In altre parole: non parliamo solo per dire che siamo affamati o che vogliamo fare un pisolino

Il nostro alieno potrebbe chiedersi, infine, come gli uomini abbiano acquisito il linguaggio e come si sia evoluto. Si tratta di domande a cui è difficile dare una risposta.

In questa sede ci basti sapere che, secondo molti antropologi e linguisti, lo sviluppo del linguaggio è ciò che ha permesso alla nostra specie di dominare il pianeta, consentendoci di espandere la nostra sapienza e accumulare le conoscenze.

Linguaggio umano e comunicazione animale

Gli scimpanzé, i gorilla e perfino alcune scimmie sono capaci di comunicazione simbolica: esse, infatti, possono imparare a usare il linguaggio dei segni e i computer per comunicare.
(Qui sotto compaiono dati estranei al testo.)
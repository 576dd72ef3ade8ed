//! Tab lifecycle over CDP targets.

use async_trait::async_trait;
use claimrunner_protocols::{BrowserError, LoadState, TabHandle, TabHost};
use tracing::debug;

use super::CdpBrowser;
use crate::cdp::{CdpError, DocumentState, PageInfo, PageVisibility, ReadyState};

const DOCUMENT_STATE: &str = "({ readyState: document.readyState, href: location.href })";
const PAGE_VISIBILITY: &str =
    "({ visible: document.visibilityState === 'visible', focused: document.hasFocus() })";

/// A fresh target reports `about:blank` as complete before navigation starts.
pub(crate) fn load_state_of(doc: &DocumentState, requested_url: &str) -> LoadState {
    let blank = doc.href == "about:blank" && requested_url != "about:blank";
    if doc.ready_state == ReadyState::Complete && !blank {
        LoadState::Complete
    } else {
        LoadState::Loading
    }
}

#[async_trait]
impl TabHost for CdpBrowser {
    async fn open_tab(&self, url: &str, foreground: bool) -> Result<TabHandle, BrowserError> {
        let client = self.client().await?;
        let target_id = client.create_target(url, !foreground).await?;
        if foreground {
            client.activate_target(&target_id).await?;
        }
        Ok(TabHandle::new(target_id, url))
    }

    async fn load_state(&self, tab: &TabHandle) -> Result<LoadState, BrowserError> {
        let value = self.evaluate_in(&tab.id, DOCUMENT_STATE).await?;
        let doc: DocumentState = serde_json::from_value(value)
            .map_err(|e| BrowserError::PageScript(format!("document state: {}", e)))?;
        Ok(load_state_of(&doc, &tab.url))
    }

    async fn activate_tab(&self, tab: &TabHandle) -> Result<(), BrowserError> {
        let client = self.client().await?;
        client.activate_target(&tab.id).await?;
        Ok(())
    }

    async fn close_tab(&self, tab: &TabHandle) -> Result<(), BrowserError> {
        self.forget_session(&tab.id);
        let client = self.client().await?;
        client.close_target(&tab.id).await.map_err(|e| match e {
            CdpError::Protocol { .. } => BrowserError::TabNotFound(tab.id.clone()),
            other => other.into(),
        })?;
        debug!("Closed tab {}", tab.id);
        Ok(())
    }

    /// The visible page of the browser, preferring the one holding focus.
    ///
    /// Tabs opened in the background are never visible, so they are not
    /// mistaken for the user's tab.
    async fn active_tab(&self) -> Result<Option<TabHandle>, BrowserError> {
        let client = self.client().await?;
        let pages = client.list_pages().await?;

        let mut candidates = Vec::new();
        for page in pages.into_iter().filter(PageInfo::is_user_page) {
            let visibility = match self.evaluate_in(&page.id, PAGE_VISIBILITY).await {
                Ok(value) => serde_json::from_value(value).unwrap_or_default(),
                Err(e) => {
                    debug!("Skipping page {} while looking for the active tab: {}", page.id, e);
                    continue;
                }
            };
            candidates.push((page, visibility));
        }

        Ok(pick_foreground(candidates).map(|p| TabHandle::new(p.id, p.url)))
    }
}

/// First focused visible page, else the first visible one.
pub(crate) fn pick_foreground(candidates: Vec<(PageInfo, PageVisibility)>) -> Option<PageInfo> {
    let focused = candidates
        .iter()
        .position(|(_, v)| v.visible && v.focused);
    let index = focused.or_else(|| candidates.iter().position(|(_, v)| v.visible))?;
    candidates.into_iter().nth(index).map(|(page, _)| page)
}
Alcune di loro sono arrivate addirittura a padroneggiare vocabolari di centinaia di simboli! Una particolare specie di primate, il cercopiteco verde, è in grado di usare una forma di comunicazione basata su grugniti in cui suoni leggermente diversi hanno diversi significati.
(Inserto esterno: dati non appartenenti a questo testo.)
//! Injected page agent and the driver/probe built on it.
//!
//! The agent (`page_agent.js`) is installed lazily into each document and
//! exposes `dispatch`, `readSlot`, `extractLinks`, `claimedOnPage` and
//! `claimControl` on `window.__claimrunnerAgent`.

use async_trait::async_trait;
use claimrunner_protocols::{
    dedup_by_href, normalize_ids, BrowserError, ClaimCheck, ClaimId, ClickDriver, DriverCommand,
    DriverReport, LinkCandidate, PageProbe, ReferencePoint, Slot, SlotValue, TabHandle,
};
use serde_json::{json, Value};
use tracing::debug;

use crate::manager::CdpBrowser;

/// Source of the page agent.
pub fn agent_script() -> &'static str {
    include_str!("page_agent.js")
}

/// Expression that installs the agent if missing, then evaluates `call` on it.
pub(crate) fn agent_call(call: &str) -> String {
    format!(
        "(() => {{ if (!window.__claimrunnerAgent) {{ {} }} return window.__claimrunnerAgent.{}; }})()",
        agent_script(),
        call
    )
}

pub(crate) fn command_payload(command: &DriverCommand) -> Value {
    match command {
        DriverCommand::ClickAt(point) => json!({ "type": command.name(), "point": point }),
        other => json!({ "type": other.name() }),
    }
}

fn slot_name(slot: Slot) -> &'static str {
    match slot {
        Slot::Point => "point",
        Slot::LastResult => "lastResult",
    }
}

/// Interpret a raw slot value. Unrecognised shapes read as empty.
pub(crate) fn parse_slot(slot: Slot, raw: Value) -> Option<SlotValue> {
    if raw.is_null() {
        return None;
    }
    let parsed = match slot {
        Slot::Point => serde_json::from_value::<ReferencePoint>(raw).map(SlotValue::Point),
        Slot::LastResult => serde_json::from_value::<DriverReport>(raw).map(SlotValue::Report),
    };
    match parsed {
        Ok(value) => Some(value),
        Err(e) => {
            debug!("Ignoring unrecognised {} slot value: {}", slot_name(slot), e);
            None
        }
    }
}

fn unexpected(what: &str, e: serde_json::Error) -> BrowserError {
    BrowserError::PageScript(format!("unexpected {} result: {}", what, e))
}

pub(crate) fn parse_links(raw: Value) -> Result<Vec<LinkCandidate>, BrowserError> {
    let links: Vec<LinkCandidate> =
        serde_json::from_value(raw).map_err(|e| unexpected("extractLinks", e))?;
    Ok(dedup_by_href(links))
}

pub(crate) fn parse_claimed(raw: Value) -> Result<Vec<ClaimId>, BrowserError> {
    let values: Vec<Value> =
        serde_json::from_value(raw).map_err(|e| unexpected("claimedOnPage", e))?;
    let mut ids = normalize_ids(&values);
    ids.sort_unstable();
    ids.dedup();
    Ok(ids)
}

#[async_trait]
impl ClickDriver for CdpBrowser {
    async fn attach(&self, tab: &TabHandle) -> Result<(), BrowserError> {
        self.evaluate_in(&tab.id, &agent_call("readSlot('point')"))
            .await?;
        Ok(())
    }

    async fn dispatch(&self, tab: &TabHandle, command: DriverCommand) -> Result<(), BrowserError> {
        let payload = command_payload(&command);
        self.evaluate_in(&tab.id, &agent_call(&format!("dispatch({})", payload)))
            .await?;
        Ok(())
    }

    async fn read_slot(&self, tab: &TabHandle, slot: Slot) -> Result<Option<SlotValue>, BrowserError> {
        let call = format!("readSlot({})", json!(slot_name(slot)));
        let raw = self.evaluate_in(&tab.id, &agent_call(&call)).await?;
        Ok(parse_slot(slot, raw))
    }
}

#[async_trait]
impl PageProbe for CdpBrowser {
    async fn extract_links(&self, tab: &TabHandle) -> Result<Vec<LinkCandidate>, BrowserError> {
        let raw = self.evaluate_in(&tab.id, &agent_call("extractLinks()")).await?;
        parse_links(raw)
    }

    async fn claimed_on_page(&self, tab: &TabHandle) -> Result<Vec<ClaimId>, BrowserError> {
        let raw = self.evaluate_in(&tab.id, &agent_call("claimedOnPage()")).await?;
        parse_claimed(raw)
    }

    async fn claim_control(&self, tab: &TabHandle) -> Result<ClaimCheck, BrowserError> {
        let raw = self.evaluate_in(&tab.id, &agent_call("claimControl()")).await?;
        serde_json::from_value(raw).map_err(|e| unexpected("claimControl", e))
    }
}

#[cfg(test)]
#[path = "agent_tests.rs"]
mod tests;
Perché, allora, questi animali non hanno sviluppato linguaggi molto più complessi come il nostro?

A quanto pare, la risposta a questa domanda ha a che fare con la struttura della laringe, della lingua e di tutti i muscoli che consentono un controllo preciso dei suoni articolati. Ciò che ha consentito lo sviluppo della capacità di parlare e che, infine, ci ha reso pienamente umani, potrebbe essere stato un leggero cambiamento di queste strutture, che ci ha permesso un controllo più preciso e una maggiore varietà dei suoni prodotti.

Questa piccola variazione anatomica ha avuto un impatto enorme sul comportamento umano: ci ha permesso di comunicare messaggi complessi in pochi secondi, di organizzare battute di caccia in modo più efficiente, di confrontarci su come costruire utensili migliori.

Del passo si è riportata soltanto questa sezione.